Rencontrés au nord-est de la ville de Bénichab, un petit groupe qui a quitté Nouakchott, la capitale, il y a dix jours témoigne : "Forts d’une autorisation d’orpaillage que nous avons prise en location, nous avons cotisé chacun 500.000 ouguiyas, nous sommes parvenus à louer une voiture Tout-terrain, acheter un détecteur de métal, assurer notre provision en alimentation et des équipements de camping. Au début nous étions seuls en place, et n’étions gênés que par les contrôles de la gendarmerie, mais depuis la semaine dernière, les lieux sont envahis de monde".
Sur les réseaux sociaux aussi l'engouement pour le précieux métal jaune est réel.
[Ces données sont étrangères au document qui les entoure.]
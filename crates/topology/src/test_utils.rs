//! Test utilities for the topology crate
//!
//! Provides an in-memory [`MockTransport`] and raw descriptor builders
//! shared by the unit tests and the integration tests.
//!
//! # Example
//!
//! ```
//! use common::DeviceIdentity;
//! use topology::TopologyManager;
//! use topology::test_utils::{MockDevice, MockTransport};
//!
//! let hub = DeviceIdentity::new(1, 2);
//! let transport = MockTransport::new(vec![
//!     MockDevice::hub(hub, None),
//!     MockDevice::hid(DeviceIdentity::new(1, 3), Some(hub)),
//! ]);
//! let manager = TopologyManager::new(transport);
//! let report = manager.rescan_transport().unwrap();
//! assert_eq!(report.attached.len(), 2);
//! ```

use crate::device::{DeviceNode, DeviceStrings};
use crate::transport::Transport;
use common::{DeviceIdentity, EnumeratedDevice, Error, Result};
use descriptor::{CLASS_HUB, DescriptorKind, decode_device, parse_configuration};
use std::collections::HashMap;
use std::sync::atomic::{AtomicUsize, Ordering};
use std::sync::{Arc, Mutex, MutexGuard, PoisonError};

pub const MOCK_HID_VENDOR_ID: u16 = 0x046d;
pub const MOCK_HID_PRODUCT_ID: u16 = 0xc077;
pub const MOCK_HUB_VENDOR_ID: u16 = 0x05e3;
pub const MOCK_HUB_PRODUCT_ID: u16 = 0x0608;

/// Build an 18-byte USB 2.0 device descriptor
///
/// # Arguments
/// * `class` - `bDeviceClass`
/// * `vendor_id` - USB Vendor ID
/// * `product_id` - USB Product ID
///
/// String indices are 1/2/3 and the device has one configuration.
pub fn device_descriptor_bytes(class: u8, vendor_id: u16, product_id: u16) -> Vec<u8> {
    let mut bytes = vec![18, 0x01, 0x00, 0x02, class, 0, 0, 64];
    bytes.extend_from_slice(&vendor_id.to_le_bytes());
    bytes.extend_from_slice(&product_id.to_le_bytes());
    bytes.extend_from_slice(&[0x00, 0x01, 1, 2, 3, 1]);
    bytes
}

/// Configuration bundle of a self-powered hub: one hub interface with its
/// status-change interrupt endpoint
pub fn hub_configuration_bytes() -> Vec<u8> {
    vec![
        9, 0x02, 25, 0, 1, 1, 0, 0xe0, 50, // configuration
        9, 0x04, 0, 0, 1, CLASS_HUB, 0, 0, 0, // interface
        7, 0x05, 0x81, 0x03, 1, 0, 12, // endpoint
    ]
}

/// Configuration bundle of a boot mouse, including the HID class
/// descriptor between the interface and its endpoint
pub fn hid_configuration_bytes() -> Vec<u8> {
    vec![
        9, 0x02, 34, 0, 1, 1, 0, 0xa0, 50, // configuration
        9, 0x04, 0, 0, 1, 0x03, 1, 2, 0, // interface
        9, 0x21, 0x11, 0x01, 0, 1, 0x22, 0x34, 0x00, // HID
        7, 0x05, 0x81, 0x03, 8, 0, 10, // endpoint
    ]
}

/// Create a standalone (unattached) HID device node
pub fn create_mock_device(address: u8) -> Arc<DeviceNode> {
    create_node(
        address,
        &device_descriptor_bytes(0x00, MOCK_HID_VENDOR_ID, MOCK_HID_PRODUCT_ID),
        &hid_configuration_bytes(),
    )
}

/// Create a standalone (unattached) hub node with no ports yet
pub fn create_mock_hub(address: u8) -> Arc<DeviceNode> {
    create_node(
        address,
        &device_descriptor_bytes(CLASS_HUB, MOCK_HUB_VENDOR_ID, MOCK_HUB_PRODUCT_ID),
        &hub_configuration_bytes(),
    )
}

fn create_node(address: u8, device: &[u8], configuration: &[u8]) -> Arc<DeviceNode> {
    let descriptor = decode_device(device).expect("mock device descriptor decodes");
    let configuration = parse_configuration(configuration).expect("mock configuration parses");
    DeviceNode::new(
        DeviceIdentity::new(1, address),
        descriptor,
        vec![configuration],
        DeviceStrings::default(),
    )
    .expect("mock device node builds")
}

/// A device as served by [`MockTransport`]
#[derive(Debug, Clone)]
pub struct MockDevice {
    pub identity: DeviceIdentity,
    pub parent: Option<DeviceIdentity>,
    pub device_descriptor: Vec<u8>,
    /// Configuration bundles, by configuration index
    pub configurations: Vec<Vec<u8>>,
    pub strings: HashMap<u8, String>,
}

impl MockDevice {
    pub fn hid(identity: DeviceIdentity, parent: Option<DeviceIdentity>) -> Self {
        Self {
            identity,
            parent,
            device_descriptor: device_descriptor_bytes(
                0x00,
                MOCK_HID_VENDOR_ID,
                MOCK_HID_PRODUCT_ID,
            ),
            configurations: vec![hid_configuration_bytes()],
            strings: HashMap::from([
                (1, "Logitech".to_string()),
                (2, "USB Optical Mouse".to_string()),
            ]),
        }
    }

    pub fn hub(identity: DeviceIdentity, parent: Option<DeviceIdentity>) -> Self {
        Self {
            identity,
            parent,
            device_descriptor: device_descriptor_bytes(
                CLASS_HUB,
                MOCK_HUB_VENDOR_ID,
                MOCK_HUB_PRODUCT_ID,
            ),
            configurations: vec![hub_configuration_bytes()],
            strings: HashMap::from([(2, "USB2.0 Hub".to_string())]),
        }
    }

    /// Replace the raw device descriptor, e.g. with malformed bytes
    pub fn with_device_descriptor(mut self, bytes: Vec<u8>) -> Self {
        self.device_descriptor = bytes;
        self
    }

    pub fn with_configurations(mut self, configurations: Vec<Vec<u8>>) -> Self {
        self.configurations = configurations;
        self
    }
}

/// In-memory bus
///
/// Handles are the device identities themselves. Open and close calls are
/// counted so tests can check that every handle is released.
#[derive(Debug, Default)]
pub struct MockTransport {
    devices: Mutex<Vec<MockDevice>>,
    opened: AtomicUsize,
    closed: AtomicUsize,
}

impl MockTransport {
    pub fn new(devices: Vec<MockDevice>) -> Self {
        Self {
            devices: Mutex::new(devices),
            opened: AtomicUsize::new(0),
            closed: AtomicUsize::new(0),
        }
    }

    pub fn plug(&self, device: MockDevice) {
        self.lock().push(device);
    }

    pub fn unplug(&self, identity: DeviceIdentity) {
        self.lock().retain(|device| device.identity != identity);
    }

    pub fn set_devices(&self, devices: Vec<MockDevice>) {
        *self.lock() = devices;
    }

    pub fn open_count(&self) -> usize {
        self.opened.load(Ordering::SeqCst)
    }

    pub fn close_count(&self) -> usize {
        self.closed.load(Ordering::SeqCst)
    }

    fn lock(&self) -> MutexGuard<'_, Vec<MockDevice>> {
        self.devices.lock().unwrap_or_else(PoisonError::into_inner)
    }

    fn find(&self, identity: DeviceIdentity) -> Result<MockDevice> {
        self.lock()
            .iter()
            .find(|device| device.identity == identity)
            .cloned()
            .ok_or_else(|| Error::Transport(format!("no such device {}", identity)))
    }
}

impl Transport for MockTransport {
    type Handle = DeviceIdentity;

    fn enumerate(&self) -> Result<Vec<EnumeratedDevice>> {
        Ok(self
            .lock()
            .iter()
            .map(|device| EnumeratedDevice::new(device.identity, device.parent))
            .collect())
    }

    fn open(&self, identity: DeviceIdentity) -> Result<Self::Handle> {
        self.find(identity)?;
        self.opened.fetch_add(1, Ordering::SeqCst);
        Ok(identity)
    }

    fn close(&self, _handle: Self::Handle) {
        self.closed.fetch_add(1, Ordering::SeqCst);
    }

    fn raw_descriptor(
        &self,
        handle: &Self::Handle,
        kind: DescriptorKind,
        index: u8,
    ) -> Result<Vec<u8>> {
        let device = self.find(*handle)?;
        match kind {
            DescriptorKind::Device => Ok(device.device_descriptor),
            DescriptorKind::Configuration => device
                .configurations
                .get(usize::from(index))
                .cloned()
                .ok_or_else(|| {
                    Error::Transport(format!("{} has no configuration {}", handle, index))
                }),
            other => Err(Error::Transport(format!(
                "{} descriptors are not directly readable",
                other
            ))),
        }
    }

    fn string_descriptor(&self, handle: &Self::Handle, index: u8) -> Result<String> {
        self.find(*handle)?
            .strings
            .get(&index)
            .cloned()
            .ok_or_else(|| Error::Transport(format!("{} has no string {}", handle, index)))
    }
}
Lundi 25 avril, le gouvernement a ordonné que tous les orpailleurs clandestins soient expulsés afin de mettre en application sa nouvelle mesure. Aly Bellahi, l'un d'entre eux, affirme ainsi avoir été chassé par les forces de l’ordre "des zones d'exploration, mais je m'apprête à me mettre en règle". Ni les démarches administratives, ni les 40 degrés du désert ne semblent décourager les Mauritaniens en quête de leur trésor.